Supplied entries:

//! Wire-Format fuer TCP-Verbindungen
//!
//! Frame-basiertes Protokoll: Length(u32 big-endian) + JSON-Payload.
//!
//! ## Frame-Format
//!
//! ```text
//! +--------+--------+--------+--------+----...----+
//! | Laenge (u32 BE) | 4 Bytes        | Payload    |
//! +--------+--------+--------+--------+----...----+
//! ```
//!
//! Die Laenge gibt die Anzahl der Payload-Bytes an (ohne die 4
//! Laengen-Bytes). Maximale Frame-Groesse ist konfigurierbar (Standard:
//! 1 MB – Medien laufen ueber den Blob-Store, ueber das Relay gehen nur
//! Verweise).
//!
//! Der Codec ist generisch ueber Empfangs- und Sende-Typ: der Server
//! dekodiert `ClientEvent` und enkodiert `ServerEvent`, ein Client genau
//! umgekehrt. Dafuer gibt es die Aliase [`ServerCodec`] und
//! [`ClientCodec`].

use bytes::{Buf, BufMut, BytesMut};
use serde::de::DeserializeOwned;
use serde::Serialize;
use std::io;
use std::marker::PhantomData;
use tokio::io::{AsyncRead, AsyncReadExt, AsyncWrite, AsyncWriteExt};
use tokio_util::codec::{Decoder, Encoder};

use crate::event::{ClientEvent, ServerEvent};

// ---------------------------------------------------------------------------
// Konstanten
// ---------------------------------------------------------------------------

/// Standard-maximale Frame-Groesse (1 MB)
pub const DEFAULT_MAX_FRAME_SIZE: usize = 1024 * 1024;

/// Groesse des Laengen-Felds in Bytes
pub const LENGTH_FIELD_SIZE: usize = 4;

// ---------------------------------------------------------------------------
// FrameCodec
// ---------------------------------------------------------------------------

/// tokio-util Codec fuer frame-basierte TCP-Verbindungen
///
/// Implementiert `Decoder` (Item = `In`) und `Encoder<Out>` fuer nahtlose
/// Integration mit `tokio_util::codec::Framed`.
#[derive(Debug)]
pub struct FrameCodec<In, Out> {
    /// Maximale erlaubte Frame-Groesse in Bytes
    max_frame_size: usize,
    _richtung: PhantomData<fn(Out) -> In>,
}

/// Codec-Seite des Servers: liest Client-Ereignisse, schreibt Server-Ereignisse
pub type ServerCodec = FrameCodec<ClientEvent, ServerEvent>;

/// Codec-Seite eines Clients: liest Server-Ereignisse, schreibt Client-Ereignisse
pub type ClientCodec = FrameCodec<ServerEvent, ClientEvent>;

impl<In, Out> FrameCodec<In, Out> {
    /// Erstellt einen neuen `FrameCodec` mit Standard-Limits
    pub fn new() -> Self {
        Self {
            max_frame_size: DEFAULT_MAX_FRAME_SIZE,
            _richtung: PhantomData,
        }
    }

    /// Erstellt einen `FrameCodec` mit benutzerdefinierter maximaler Frame-Groesse
    pub fn with_max_size(max_frame_size: usize) -> Self {
        Self {
            max_frame_size,
            _richtung: PhantomData,
        }
    }

    /// Gibt die konfigurierte maximale Frame-Groesse zurueck
    pub fn max_frame_size(&self) -> usize {
        self.max_frame_size
    }
}

impl<In, Out> Default for FrameCodec<In, Out> {
    fn default() -> Self {
        Self::new()
    }
}

impl<In, Out> Clone for FrameCodec<In, Out> {
    fn clone(&self) -> Self {
        Self {
            max_frame_size: self.max_frame_size,
            _richtung: PhantomData,
        }
    }
}

// ---------------------------------------------------------------------------
// Decoder-Implementierung
// ---------------------------------------------------------------------------

impl<In: DeserializeOwned, Out> Decoder for FrameCodec<In, Out> {
    type Item = In;
    type Error = io::Error;

    fn decode(&mut self, src: &mut BytesMut) -> Result<Option<Self::Item>, Self::Error> {
        // Warte auf mindestens 4 Bytes fuer das Laengen-Feld
        if src.len() < LENGTH_FIELD_SIZE {
            return Ok(None);
        }

        // Laenge lesen (big-endian u32) ohne den Buffer zu veraendern
        let length = u32::from_be_bytes([src[0], src[1], src[2], src[3]]) as usize;

        // Maximale Frame-Groesse pruefen
        if length > self.max_frame_size {
            return Err(io::Error::new(
                io::ErrorKind::InvalidData,
                format!(
                    "Frame zu gross: {} Bytes (Maximum: {} Bytes)",
                    length, self.max_frame_size
                ),
            ));
        }

        // Pruefen ob der vollstaendige Frame bereits im Buffer ist
        let total_size = LENGTH_FIELD_SIZE + length;
        if src.len() < total_size {
            // Speicher vorbelegen um Reallocations zu vermeiden
            src.reserve(total_size - src.len());
            return Ok(None);
        }

        // Laengen-Feld verbrauchen
        src.advance(LENGTH_FIELD_SIZE);

        // Payload-Bytes extrahieren
        let payload = src.split_to(length);

        // JSON deserialisieren
        let event: In = serde_json::from_slice(&payload).map_err(|e| {
            io::Error::new(
                io::ErrorKind::InvalidData,
                format!("JSON-Deserialisierung fehlgeschlagen: {}", e),
            )
        })?;

        Ok(Some(event))
    }
}

// ---------------------------------------------------------------------------
// Encoder-Implementierung
// ---------------------------------------------------------------------------

impl<In, Out: Serialize> Encoder<Out> for FrameCodec<In, Out> {
    type Error = io::Error;

    fn encode(&mut self, item: Out, dst: &mut BytesMut) -> Result<(), Self::Error> {
        // JSON serialisieren
        let json = serde_json::to_vec(&item).map_err(|e| {
            io::Error::new(
                io::ErrorKind::InvalidData,
                format!("JSON-Serialisierung fehlgeschlagen: {}", e),
            )
        })?;

        // Groesse pruefen
        if json.len() > self.max_frame_size {
            return Err(io::Error::new(
                io::ErrorKind::InvalidData,
                format!(
                    "Ereignis zu gross: {} Bytes (Maximum: {} Bytes)",
                    json.len(),
                    self.max_frame_size
                ),
            ));
        }

        // Laengen-Feld + Payload schreiben
        dst.reserve(LENGTH_FIELD_SIZE + json.len());
        dst.put_u32(json.len() as u32);
        dst.put_slice(&json);

        Ok(())
    }
}

// ---------------------------------------------------------------------------
// Hilfsfunktionen fuer direktes async Lesen/Schreiben
// ---------------------------------------------------------------------------

/// Liest einen einzelnen Frame aus einem `AsyncRead`
///
/// # Fehler
/// - `UnexpectedEof` wenn die Verbindung vor Abschluss des Frames getrennt wird
/// - `InvalidData` bei ungueltigem JSON oder zu grossem Frame
pub async fn read_frame<R, T>(reader: &mut R, max_frame_size: usize) -> io::Result<T>
where
    R: AsyncRead + Unpin,
    T: DeserializeOwned,
{
    // Laengen-Feld lesen
    let mut len_buf = [0u8; LENGTH_FIELD_SIZE];
    reader.read_exact(&mut len_buf).await?;
    let length = u32::from_be_bytes(len_buf) as usize;

    // Groesse pruefen
    if length > max_frame_size {
        return Err(io::Error::new(
            io::ErrorKind::InvalidData,
            format!(
                "Frame zu gross: {} Bytes (Maximum: {} Bytes)",
                length, max_frame_size
            ),
        ));
    }

    // Payload lesen
    let mut payload = vec![0u8; length];
    reader.read_exact(&mut payload).await?;

    // JSON deserialisieren
    serde_json::from_slice(&payload).map_err(|e| {
        io::Error::new(
            io::ErrorKind::InvalidData,
            format!("JSON-Deserialisierung fehlgeschlagen: {}", e),
        )
    })
}

/// Schreibt einen einzelnen Frame in einen `AsyncWrite`
///
/// # Fehler
/// - `InvalidData` wenn das Ereignis nicht serialisiert werden kann oder zu gross ist
/// - IO-Fehler beim Schreiben
pub async fn write_frame<W, T>(writer: &mut W, event: &T, max_frame_size: usize) -> io::Result<()>
where
    W: AsyncWrite + Unpin,
    T: Serialize,
{
    // JSON serialisieren
    let json = serde_json::to_vec(event).map_err(|e| {
        io::Error::new(
            io::ErrorKind::InvalidData,
            format!("JSON-Serialisierung fehlgeschlagen: {}", e),
        )
    })?;

    // Groesse pruefen
    if json.len() > max_frame_size {
        return Err(io::Error::new(
            io::ErrorKind::InvalidData,
            format!(
                "Ereignis zu gross: {} Bytes (Maximum: {} Bytes)",
                json.len(),
                max_frame_size
            ),
        ));
    }

    // Laengen-Feld + Payload schreiben
    let len_bytes = (json.len() as u32).to_be_bytes();
    writer.write_all(&len_bytes).await?;
    writer.write_all(&json).await?;

    Ok(())
}

// ---------------------------------------------------------------------------
// Tests
// ---------------------------------------------------------------------------

#[cfg(test)]
mod tests {
    use super::*;
    use crate::event::{JoinRequest, ServerEvent};

    fn test_join(username: &str) -> ClientEvent {
        ClientEvent::Join(JoinRequest {
            username: username.to_string(),
            avatar: None,
        })
    }

    #[test]
    fn frame_codec_encode_decode_round_trip() {
        let mut encoder: ClientCodec = FrameCodec::new();
        let mut decoder: ServerCodec = FrameCodec::new();
        let original = test_join("rundreise");

        // Kodieren (Client-Seite)
        let mut buf = BytesMut::new();
        encoder.encode(original, &mut buf).unwrap();

        // Laengen-Feld pruefen
        let payload_len = u32::from_be_bytes([buf[0], buf[1], buf[2], buf[3]]) as usize;
        assert!(payload_len > 0);
        assert_eq!(buf.len(), LENGTH_FIELD_SIZE + payload_len);

        // Dekodieren (Server-Seite)
        let decoded = decoder
            .decode(&mut buf)
            .unwrap()
            .expect("Muss ein Ereignis enthalten");
        if let ClientEvent::Join(j) = decoded {
            assert_eq!(j.username, "rundreise");
        } else {
            panic!("Erwartet Join-Ereignis");
        }
    }

    #[test]
    fn frame_codec_unvollstaendiger_frame() {
        let mut encoder: ClientCodec = FrameCodec::new();
        let mut decoder: ServerCodec = FrameCodec::new();

        let mut buf = BytesMut::new();
        encoder.encode(test_join("halb"), &mut buf).unwrap();

        // Nur die Haelfte der Bytes behalten
        let half = buf.len() / 2;
        let mut partial = buf.split_to(half);

        // Sollte None zurueckgeben (wartet auf mehr Daten)
        let result = decoder.decode(&mut partial).unwrap();
        assert!(result.is_none());
    }

    #[test]
    fn frame_codec_zu_wenig_bytes_fuer_laengenfeld() {
        let mut decoder: ServerCodec = FrameCodec::new();
        let mut buf = BytesMut::from(&[0x00, 0x00][..]);
        let result = decoder.decode(&mut buf).unwrap();
        assert!(result.is_none());
    }

    #[test]
    fn frame_codec_ablehnung_zu_grosser_frame() {
        let mut decoder: ServerCodec = FrameCodec::with_max_size(100);

        // Frame-Laenge von 200 Bytes im Buffer simulieren
        let mut buf = BytesMut::new();
        buf.put_u32(200);
        buf.put_slice(&[b'x'; 200]);

        let result = decoder.decode(&mut buf);
        assert!(result.is_err());
    }

    #[test]
    fn frame_codec_ablehnung_beim_encode_zu_grosses_ereignis() {
        // Kleines Limit setzen
        let mut encoder: ClientCodec = FrameCodec::with_max_size(10);
        let original = test_join("x"); // JSON ist sicher > 10 Bytes

        let mut buf = BytesMut::new();
        let result = encoder.encode(original, &mut buf);
        assert!(result.is_err());
    }

    #[test]
    fn frame_codec_mehrere_ereignisse_im_buffer() {
        let mut encoder: ClientCodec = FrameCodec::new();
        let mut decoder: ServerCodec = FrameCodec::new();
        let mut buf = BytesMut::new();

        // Drei Ereignisse kodieren
        for name in ["eins", "zwei", "drei"] {
            encoder.encode(test_join(name), &mut buf).unwrap();
        }

        // Alle drei dekodieren
        for name in ["eins", "zwei", "drei"] {
            let ev = decoder.decode(&mut buf).unwrap().expect("Ereignis erwartet");
            if let ClientEvent::Join(j) = ev {
                assert_eq!(j.username, name);
            } else {
                panic!("Erwartet Join-Ereignis");
            }
        }

        // Buffer muss leer sein
        assert!(buf.is_empty());
    }

    #[test]
    fn frame_codec_default_max_size() {
        let codec: ServerCodec = FrameCodec::new();
        assert_eq!(codec.max_frame_size(), DEFAULT_MAX_FRAME_SIZE);
    }

    #[tokio::test]
    async fn async_read_write_frame_round_trip() {
        let original = ServerEvent::fehler("Testfehler");

        // In-Memory Buffer verwenden
        let mut buffer: Vec<u8> = Vec::new();
        write_frame(&mut buffer, &original, DEFAULT_MAX_FRAME_SIZE)
            .await
            .unwrap();

        assert!(buffer.len() > LENGTH_FIELD_SIZE);

        // Aus dem Buffer lesen
        let mut cursor = io::Cursor::new(buffer);
        let decoded: ServerEvent = read_frame(&mut cursor, DEFAULT_MAX_FRAME_SIZE)
            .await
            .unwrap();

        if let ServerEvent::ErrorNotice(e) = decoded {
            assert_eq!(e.message, "Testfehler");
        } else {
            panic!("Erwartet ErrorNotice-Ereignis");
        }
    }

    #[tokio::test]
    async fn async_read_frame_ablehnung_zu_grosser_frame() {
        // Kleines Limit, grosse Laenge
        let mut buffer: Vec<u8> = Vec::new();
        buffer.extend_from_slice(&(2u32 * 1024 * 1024).to_be_bytes());

        let mut cursor = io::Cursor::new(buffer);
        let result: io::Result<ServerEvent> = read_frame(&mut cursor, DEFAULT_MAX_FRAME_SIZE).await;
        assert!(result.is_err());
    }
}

Exercise: Using the material above, state how many lines include the string "Implementierung". Answer with a single number.

Reply: 2